I know this particular patent and the family of about two dozen dangerously similar patents because I was retained by a San Francisco law firm for about six months trying to help them sort the patents out and translate them into plain-English for some white-haired, Harvard-educated attorney (or judge) to understand.  I still have a copy of the patent sitting in my drawer.

The real problem with this family of patents, which’ve been issued to everybody from C2 to Verizon to Joe Six Pack, is that they all overlap significantly in terms of the processes or inventions they describe.  What’s worse, they all describe the same essential process of packetizing audible information and transmitting over a non-circuit-switched network.  Indeed, these patents aren’t just similar. When you boil them down to their essentials, they’re largely identical.

And this is one problem the Electronic Frontier Foundation is fighting.  If the Patent and Trademark Office is Issuing patents that cover the same process or technology theory to different parties at roughly the same time (all of these patents were either pending or granted from 1988 until roughly 2003), it really makes you wonder if the patent review teams at PTO are operating in independent vacuums, or if the processes described really are too technical for the PTO to comprehend.

The EFF would probably say that the PTO hasn’t been particularly effective since The Flying Nun was popular.  And, to the degree I find it practical, I agree with the EFF.  But I disagree with their operating theory that patent law is more flawed than effective because it stifles innovation.  The GNU/Open Source movement is the shrill cry of software populism, and I appreciate that deeply, even if I don’t believe software “wants to be free”. Haha.

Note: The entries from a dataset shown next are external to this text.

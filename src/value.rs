//! Runtime values extracted from an advertisement payload.

/// A single extracted field value.
#[derive(Debug, Clone, PartialEq, Eq)]
pub enum Value {
    /// Numeric identifier/data range of up to eight bytes, read per the
    /// term's endianness.
    Unsigned(u64),
    /// Power range, two's complement.
    Signed(i64),
    /// Ranges wider than eight bytes (e.g. 16-byte identifiers), in
    /// big-endian byte order.
    Bytes(Vec<u8>),
    /// URL-flagged identifier whose bytes decompressed into a valid URL.
    Url(String),
    /// URL-flagged identifier whose bytes failed decompression or
    /// validation; the raw range is preserved.
    InvalidUrl(Vec<u8>),
}

impl Value {
    pub fn as_u64(&self) -> Option<u64> {
        match self {
            Value::Unsigned(x) => Some(*x),
            _ => None,
        }
    }

    pub fn as_i64(&self) -> Option<i64> {
        match self {
            Value::Signed(x) => Some(*x),
            Value::Unsigned(x) => Some(*x as i64),
            _ => None,
        }
    }

    pub fn as_bytes(&self) -> Option<&[u8]> {
        match self {
            Value::Bytes(b) | Value::InvalidUrl(b) => Some(b),
            _ => None,
        }
    }

    pub fn as_url(&self) -> Option<&str> {
        match self {
            Value::Url(s) => Some(s),
            _ => None,
        }
    }

    /// False only for `InvalidUrl`; the validation-failed flag on a
    /// URL-flagged field.
    pub fn is_valid_url(&self) -> bool {
        !matches!(self, Value::InvalidUrl(_))
    }
}

/// Structured record decoded from one advertisement buffer against one
/// layout. Identifiers and data fields appear in term order.
#[derive(Debug, Clone, Default, PartialEq, Eq)]
pub struct DecodedRecord {
    pub identifiers: Vec<Value>,
    pub data_fields: Vec<Value>,
    pub tx_power: Option<i64>,
}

And for all its heroism, Open Source is also the linchpin of poor quality assurance, the opposite thinking of service level agreements, and the lasting symbol of a sort of techno-hippyism that has lost its way while the corporate world, where all this technology is utilized, took GNU’s good ideas and left its mission behind.   That is, for every stifled innovation credited to the PTO, I can name two that occurred because of ownership of intellectual property by motivate, equipped organizations like Microsoft and IBM.   The EFF and the Open Source community are less equipped and less motivated to innovate because their feet aren’t being held to the bottom line fire.

The PTO just needs to get better at understanding inventions.  My idea, put them in the hands of motivated companies that can do something with them, and get the attorneys out of the patent investment business.  If they want to profit from innovation, let them buy stock like the rest of us.